▶ [Material provided]
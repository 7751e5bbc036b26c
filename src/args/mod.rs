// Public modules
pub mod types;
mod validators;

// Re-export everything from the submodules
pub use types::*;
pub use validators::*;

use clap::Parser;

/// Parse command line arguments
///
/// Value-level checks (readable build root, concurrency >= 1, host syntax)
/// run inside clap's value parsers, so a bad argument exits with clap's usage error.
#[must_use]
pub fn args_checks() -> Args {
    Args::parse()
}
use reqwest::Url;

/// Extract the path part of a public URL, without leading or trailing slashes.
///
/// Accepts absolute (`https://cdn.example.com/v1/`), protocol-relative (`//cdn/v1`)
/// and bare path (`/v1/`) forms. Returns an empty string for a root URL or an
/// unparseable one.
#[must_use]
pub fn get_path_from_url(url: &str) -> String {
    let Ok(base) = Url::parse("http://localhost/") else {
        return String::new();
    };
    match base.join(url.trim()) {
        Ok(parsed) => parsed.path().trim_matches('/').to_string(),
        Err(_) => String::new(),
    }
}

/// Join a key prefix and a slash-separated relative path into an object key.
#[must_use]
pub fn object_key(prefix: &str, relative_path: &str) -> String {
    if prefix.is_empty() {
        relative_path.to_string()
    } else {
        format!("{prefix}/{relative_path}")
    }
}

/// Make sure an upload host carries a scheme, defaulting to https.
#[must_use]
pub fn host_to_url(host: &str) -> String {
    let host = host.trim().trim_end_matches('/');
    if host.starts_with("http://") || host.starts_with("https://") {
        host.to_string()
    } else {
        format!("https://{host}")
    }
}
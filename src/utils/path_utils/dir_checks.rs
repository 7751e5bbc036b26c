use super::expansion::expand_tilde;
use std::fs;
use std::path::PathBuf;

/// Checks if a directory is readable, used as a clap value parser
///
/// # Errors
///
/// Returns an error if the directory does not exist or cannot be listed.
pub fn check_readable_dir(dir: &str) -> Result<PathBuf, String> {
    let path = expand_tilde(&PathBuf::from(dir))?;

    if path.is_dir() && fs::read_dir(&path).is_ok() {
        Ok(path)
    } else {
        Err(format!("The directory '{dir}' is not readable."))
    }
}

▶ [Exercise objective]
Above are some lines. Repeat exactly, and only, those from the line that has "1, host syntax)" through the line that has "let path = expand_tilde(&PathBuf::from(dir))?;".

▶ [Expected output]
/// Value-level checks (readable build root, concurrency >= 1, host syntax)
/// run inside clap's value parsers, so a bad argument exits with clap's usage error.
#[must_use]
pub fn args_checks() -> Args {
    Args::parse()
}
use reqwest::Url;

/// Extract the path part of a public URL, without leading or trailing slashes.
///
/// Accepts absolute (`https://cdn.example.com/v1/`), protocol-relative (`//cdn/v1`)
/// and bare path (`/v1/`) forms. Returns an empty string for a root URL or an
/// unparseable one.
#[must_use]
pub fn get_path_from_url(url: &str) -> String {
    let Ok(base) = Url::parse("http://localhost/") else {
        return String::new();
    };
    match base.join(url.trim()) {
        Ok(parsed) => parsed.path().trim_matches('/').to_string(),
        Err(_) => String::new(),
    }
}

/// Join a key prefix and a slash-separated relative path into an object key.
#[must_use]
pub fn object_key(prefix: &str, relative_path: &str) -> String {
    if prefix.is_empty() {
        relative_path.to_string()
    } else {
        format!("{prefix}/{relative_path}")
    }
}

/// Make sure an upload host carries a scheme, defaulting to https.
#[must_use]
pub fn host_to_url(host: &str) -> String {
    let host = host.trim().trim_end_matches('/');
    if host.starts_with("http://") || host.starts_with("https://") {
        host.to_string()
    } else {
        format!("https://{host}")
    }
}
filename src/utils/path_utils/dir_checks.rs
repository 7751e5bbc036b26c
use super::expansion::expand_tilde;
use std::fs;
use std::path::PathBuf;

/// Checks if a directory is readable, used as a clap value parser
///
/// # Errors
///
/// Returns an error if the directory does not exist or cannot be listed.
pub fn check_readable_dir(dir: &str) -> Result<PathBuf, String> {
    let path = expand_tilde(&PathBuf::from(dir))?;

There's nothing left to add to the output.